Questa è la cornice nella quale un “nuovo” negazionismo potrebbe trovare un’altrimenti insperata udienza. Soprattutto in ragione del fatto che le retoriche, le pratiche discorsive, le ellissi pseudo-dialettiche di cui si alimenta il discorso di chi afferma che è inesistente ciò che è avvenuto, possono risultare congeniali al fittizio anticonformismo di quanti cercano di captare, raccogliere e capitalizzare, a proprio beneficio, il crescente disagio collettivo. Che sia sociale, economico ma anche culturale. Il tutto sotto l’egida dell’angoscia da espropriazione, per un oggi che sembra di difficile gestione ed un futuro che si presenta come ancora più problematico.

Sussiste un nesso diretto tra un habitat comunicativo e informativo qual è il web, così come la cybersfera, e le visioni complottistiche del mondo. Il negazionismo, la disintegrazione della ragione, ma anche la banalizzazione dei fatti storici, che del primo è una sorta di parente non troppo distante, pongono quindi una sfida, che piaccia o meno. Essa non riposa in ciò che dichiarano di avere ad oggetto, l’inesistenza dello sterminio razzista o la sua irrilevanza storica ai fini di un giudizio morale. Come infatti il campo del negazionismo non è quello degli studi storici, e non ha quindi a che fare con la storiografia. Semmai il punto è un altro: fino a quale estremo potrà spingersi il tentativo di rompere il senso sulla condivisione di una storia che appartiene a tutti, decretandone invece l’irrilevanza e, quindi, l’estinzione in quanto mera “narrazione di parte”? Poiché se così altrimenti fosse, mal ne deriverebbe alla stessa cittadinanza repubblicana e democratica.
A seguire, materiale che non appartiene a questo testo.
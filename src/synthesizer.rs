//! Package synthesis orchestration.
//!
//! One pass per distribution archive: extract the binaries into a scoped
//! working directory, derive the release version, resolve dependencies per
//! rule or per binary, and hand package descriptions to the writer. Each
//! archive is processed inside a failure boundary; a broken archive is logged
//! and the batch moves on.

use anyhow::{Context, Result, anyhow, bail};
use glob::Pattern;
use log::{info, warn};
use std::collections::HashMap;
use std::path::{Path, PathBuf};
use std::str::FromStr;
use tempfile::TempDir;

use crate::archive::{BINARY_ENTRY_PATTERN, extract_binaries};
use crate::matcher::{PackageMatcher, ResolvedDependency};
use crate::metadata::{MetadataReader, ModuleMetadata, ModuleRecord, module_name};
use crate::package::{PackageDescription, PackageWriter};
use crate::publish::{Publisher, ServerInfo};
use crate::registry::Registry;
use crate::resolver::{ArtifactIndex, DependencyResolver};
use crate::rules::{INTERNAL_PREFIX, curated_catalog, grouped_catalog};
use crate::version::ReleaseVersion;

/// File pattern used to discover distribution archives in a directory.
pub const ARCHIVE_FILE_PATTERN: &str = "Sitecore *.* rev. *.zip";

/// Binaries that get a package of their own in per-module mode.
const MODULE_FILE_PATTERN: &str = "Sitecore.*.dll";

/// The binary whose metadata anchors the release version in per-module mode.
const ANCHOR_MODULE: &str = "Sitecore.Kernel";

/// Which packaging-rule catalog and release-version convention drive a run.
#[derive(Debug, Clone, Copy, PartialEq, Eq, Default)]
pub enum Mode {
    /// Functional-group bundles; release version from the archive file name;
    /// artifacts grouped by release under the output folder.
    #[default]
    Grouped,
    /// One package per binary plus curated meta-packages; release version
    /// from the anchor binary; flat artifact layout.
    PerModule,
}

impl FromStr for Mode {
    type Err = anyhow::Error;

    fn from_str(s: &str) -> Result<Self, Self::Err> {
        match s.to_lowercase().as_str() {
            "grouped" => Ok(Mode::Grouped),
            "per-module" => Ok(Mode::PerModule),
            _ => bail!("Unknown mode: {}. Expected grouped or per-module.", s),
        }
    }
}

pub struct Synthesizer<R: Registry, M: MetadataReader, W: PackageWriter> {
    matcher: PackageMatcher<R>,
    metadata: M,
    writer: W,
    publisher: Publisher,
    push: Option<ServerInfo>,
    output: PathBuf,
    mode: Mode,
}

impl<R: Registry, M: MetadataReader, W: PackageWriter> Synthesizer<R, M, W> {
    pub fn new(
        registry: R,
        metadata: M,
        writer: W,
        publisher: Publisher,
        push: Option<ServerInfo>,
        output: PathBuf,
        mode: Mode,
    ) -> Self {
        Self {
            matcher: PackageMatcher::new(registry),
            metadata,
            writer,
            publisher,
            push,
            output,
            mode,
        }
    }

    /// Process a single archive or a directory of archives.
    ///
    /// Per-archive failures are logged and never propagate; the returned
    /// error covers only setup problems (unusable input path, output folder).
    #[tracing::instrument(skip(self))]
    pub async fn run(&self, input: &Path) -> Result<()> {
        std::fs::create_dir_all(&self.output).with_context(|| {
            format!("Failed to create output folder {}", self.output.display())
        })?;

        if input.is_dir() {
            self.process_folder(input).await
        } else {
            if let Err(e) = self.process_archive(input).await {
                warn!("Error processing file {}: {e:#}", input.display());
            }
            Ok(())
        }
    }

    /// Scan a directory recursively for distribution archives and process
    /// each inside the failure boundary.
    async fn process_folder(&self, dir: &Path) -> Result<()> {
        let pattern = format!("{}/**/{ARCHIVE_FILE_PATTERN}", dir.display());
        let mut archives: Vec<PathBuf> = glob::glob(&pattern)
            .with_context(|| format!("Invalid archive scan pattern {pattern}"))?
            .filter_map(|entry| entry.ok())
            .collect();
        archives.sort();

        info!("Files: {}", archives.len());
        for archive in archives {
            if let Err(e) = self.process_archive(&archive).await {
                warn!("Error processing file {}: {e:#}", archive.display());
            }
        }
        Ok(())
    }

    async fn process_archive(&self, archive_path: &Path) -> Result<()> {
        info!("File: {}", archive_path.display());

        let release_title = archive_path
            .file_stem()
            .map(|s| s.to_string_lossy().into_owned())
            .unwrap_or_default();

        // In grouped mode the release version comes from the file name, so an
        // unparseable name skips the archive before any extraction work.
        let file_release = match self.mode {
            Mode::Grouped => match ReleaseVersion::parse(&release_title) {
                Some(release) => Some(release),
                None => return Ok(()),
            },
            Mode::PerModule => None,
        };

        // Working directory scoped to this archive; removed on every exit
        // path when the guard drops.
        let workdir = TempDir::new().context("Failed to create working directory")?;
        let extracted = extract_binaries(archive_path, workdir.path(), BINARY_ENTRY_PATTERN)?;

        let written = match file_release {
            Some(release) => {
                self.synthesize_grouped(&release, &release_title, workdir.path(), &extracted)
                    .await?
            }
            None => {
                self.synthesize_per_module(&release_title, workdir.path(), &extracted)
                    .await?
            }
        };

        if let Some(push) = &self.push {
            for artifact in &written {
                if let Err(e) = self.publisher.push(artifact, push).await {
                    warn!("Failed to push {}: {e:#}", artifact.display());
                }
            }
        }

        Ok(())
    }

    /// Grouped mode: one package per functional-group rule, artifacts under
    /// `{output}/{release}/`, plus an umbrella package over everything
    /// produced.
    async fn synthesize_grouped(
        &self,
        release: &ReleaseVersion,
        release_title: &str,
        bin_dir: &Path,
        extracted: &[PathBuf],
    ) -> Result<Vec<PathBuf>> {
        let version = release.to_string();
        let out_dir = self.output.join(&version);
        let resolver = DependencyResolver::new(&self.matcher, &self.metadata);
        let mut artifacts = ArtifactIndex::new(vec![out_dir.clone()]);
        let mut emitted: Vec<String> = Vec::new();
        let mut written: Vec<PathBuf> = Vec::new();

        for rule in grouped_catalog(release.major) {
            let target = out_dir.join(format!("{}.{}.nupkg", rule.id, version));
            if target.exists() {
                info!("Skipped (exists): {}", target.display());
                emitted.push(rule.id.clone());
                continue;
            }

            let files: Vec<&PathBuf> = extracted
                .iter()
                .filter(|p| rule.matches_file(&file_name_of(p)))
                .collect();
            if files.is_empty() {
                info!("No files that match pattern. Skipping {}", rule.id);
                continue;
            }

            let deps = resolver
                .resolve_rule(&rule, &version, bin_dir, &artifacts)
                .await;
            if !rule.depends_on.is_empty() && deps.is_empty() {
                info!("Skipped (no dependencies): {}", rule.id);
                continue;
            }

            let file_names: Vec<String> = files.iter().map(|p| file_name_of(p)).collect();
            let description = format!(
                "{}Package includes: \n{}",
                rule.description,
                file_names.join(", \n")
            );
            let mut desc =
                PackageDescription::new(&rule.id, &rule.title, &description, &version);
            for file in &files {
                let name = file_name_of(file);
                desc.files.push(((*file).clone(), format!("lib/{name}")));
            }
            for dep in deps {
                desc.push_dependency(dep);
            }

            self.writer.write(&desc, &target)?;
            artifacts.record(&rule.id);
            emitted.push(rule.id.clone());
            written.push(target);
        }

        if !emitted.is_empty() {
            let umbrella_id = format!("{INTERNAL_PREFIX}{}", release.major);
            let target = out_dir.join(format!("{umbrella_id}.{version}.nupkg"));
            if target.exists() {
                info!("Skipped (exists): {}", target.display());
            } else {
                let mut desc = PackageDescription::new(
                    &umbrella_id,
                    &format!("{INTERNAL_PREFIX} {} Assemblies", release.major),
                    &format!("All assemblies of {release_title}"),
                    &version,
                );
                for id in &emitted {
                    desc.push_dependency(ResolvedDependency {
                        id: id.clone(),
                        version: version.clone(),
                    });
                }
                self.writer.write(&desc, &target)?;
                written.push(target);
            }
        }

        Ok(written)
    }

    /// Per-module mode: one package per internal binary, then the curated
    /// meta-packages, then the umbrella, all flat in the output folder.
    async fn synthesize_per_module(
        &self,
        release_title: &str,
        bin_dir: &Path,
        extracted: &[PathBuf],
    ) -> Result<Vec<PathBuf>> {
        let (locals, metas) = self.read_modules(extracted);
        let release = self.anchor_release_version(&metas)?;
        let version = release.to_string();

        let module_pattern =
            Pattern::new(MODULE_FILE_PATTERN).expect("module file pattern is valid");
        let resolver = DependencyResolver::new(&self.matcher, &self.metadata);
        let mut artifacts = ArtifactIndex::new(vec![self.output.clone()]);
        let mut emitted: Vec<String> = Vec::new();
        let mut written: Vec<PathBuf> = Vec::new();

        for module in locals
            .iter()
            .filter(|m| module_pattern.matches(&format!("{}.dll", m.name)))
        {
            emitted.push(module.name.clone());

            let target = self.output.join(format!("{}.{version}.nupkg", module.name));
            if target.exists() {
                info!("Skipped (exists): {}", target.display());
                continue;
            }

            let meta = &metas[&module.name];
            let deps = resolver
                .resolve_module(module, meta.file_version_required(), &locals, &version)
                .await;

            let (fmaj, fmin, fbld, frev) = meta.file_version;
            let description = format!(
                "{} assembly of {release_title}, assembly file version: {fmaj}.{fmin}.{fbld}.{frev}, product version: {}",
                module.name, meta.product_version_text
            );
            let mut desc =
                PackageDescription::new(&module.name, &module.name, &description, &version);
            desc.files.push((
                module.source_path.clone(),
                format!("lib/{}.dll", module.name),
            ));
            for dep in deps {
                desc.push_dependency(dep);
            }

            self.writer.write(&desc, &target)?;
            artifacts.record(&module.name);
            written.push(target);
        }

        for rule in curated_catalog(release.major) {
            let target = self.output.join(format!("{}.{version}.nupkg", rule.id));
            if target.exists() {
                info!("Skipped (exists): {}", target.display());
                emitted.push(rule.id.clone());
                continue;
            }

            let deps = resolver
                .resolve_rule(&rule, &version, bin_dir, &artifacts)
                .await;
            if deps.is_empty() {
                info!("Skipped (no dependencies): {}", rule.id);
                continue;
            }

            // Curated packages carry no payload of their own; they pin a
            // consistent set of module packages.
            let mut desc =
                PackageDescription::new(&rule.id, &rule.title, &rule.description, &version);
            for dep in deps {
                desc.push_dependency(dep);
            }

            self.writer.write(&desc, &target)?;
            artifacts.record(&rule.id);
            emitted.push(rule.id.clone());
            written.push(target);
        }

        if !emitted.is_empty() {
            let target = self.output.join(format!("{INTERNAL_PREFIX}.{version}.nupkg"));
            if target.exists() {
                info!("Skipped (exists): {}", target.display());
            } else {
                let mut desc = PackageDescription::new(
                    INTERNAL_PREFIX,
                    INTERNAL_PREFIX,
                    &format!("All assemblies of {release_title}"),
                    &version,
                );
                for id in &emitted {
                    desc.push_dependency(ResolvedDependency {
                        id: id.clone(),
                        version: version.clone(),
                    });
                }
                self.writer.write(&desc, &target)?;
                written.push(target);
            }
        }

        Ok(written)
    }

    /// Read metadata for every extracted binary. Unreadable binaries are
    /// logged and dropped; they can be neither packaged nor versioned.
    fn read_modules(
        &self,
        extracted: &[PathBuf],
    ) -> (Vec<ModuleRecord>, HashMap<String, ModuleMetadata>) {
        let mut locals = Vec::new();
        let mut metas = HashMap::new();

        for path in extracted {
            let name = module_name(path);
            match self.metadata.read(path) {
                Ok(meta) => {
                    locals.push(ModuleRecord {
                        name: name.clone(),
                        source_path: path.clone(),
                        declared_references: meta.references.clone(),
                    });
                    metas.insert(name, meta);
                }
                Err(e) => warn!("Skipped (metadata): {}: {e:#}", path.display()),
            }
        }

        (locals, metas)
    }

    /// Release version from the anchor binary: product major, file minor,
    /// build fixed at 0, revision from the last six digits of the product
    /// version string.
    fn anchor_release_version(
        &self,
        metas: &HashMap<String, ModuleMetadata>,
    ) -> Result<ReleaseVersion> {
        let anchor = metas
            .get(ANCHOR_MODULE)
            .ok_or_else(|| anyhow!("Anchor binary {ANCHOR_MODULE}.dll not found in archive"))?;

        let text = &anchor.product_version_text;
        let revision: String = if text.chars().count() >= 6 {
            let chars: Vec<char> = text.chars().collect();
            chars[chars.len() - 6..].iter().collect()
        } else {
            "000000".to_string()
        };

        ReleaseVersion::new(anchor.product_version.0, anchor.file_version.1, 0, &revision)
            .ok_or_else(|| anyhow!("Anchor product version {text:?} has no usable revision"))
    }
}

fn file_name_of(path: &Path) -> String {
    path.file_name()
        .map(|n| n.to_string_lossy().into_owned())
        .unwrap_or_default()
}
La battaglia è senz’altro politica, a patto che si riconosca che la fisionomia di ciò che è riconosciuto come lo spazio della “politica” sta velocemente cambiando, trasformandosi in un territorio sempre più impervio, dove l’aggressione si sostituisce alla mediazione, nel mentre, al legittimo conflitto, si sovrappone l’annientamento del “nemico”. Che non è solo un atto materiale, ma è prima di tutto un gesto simbolico, carico di conseguenze. A partire dalla stessa contrapposizione tra Israele e Hamas, tanto per arrivare ai giorni nostri.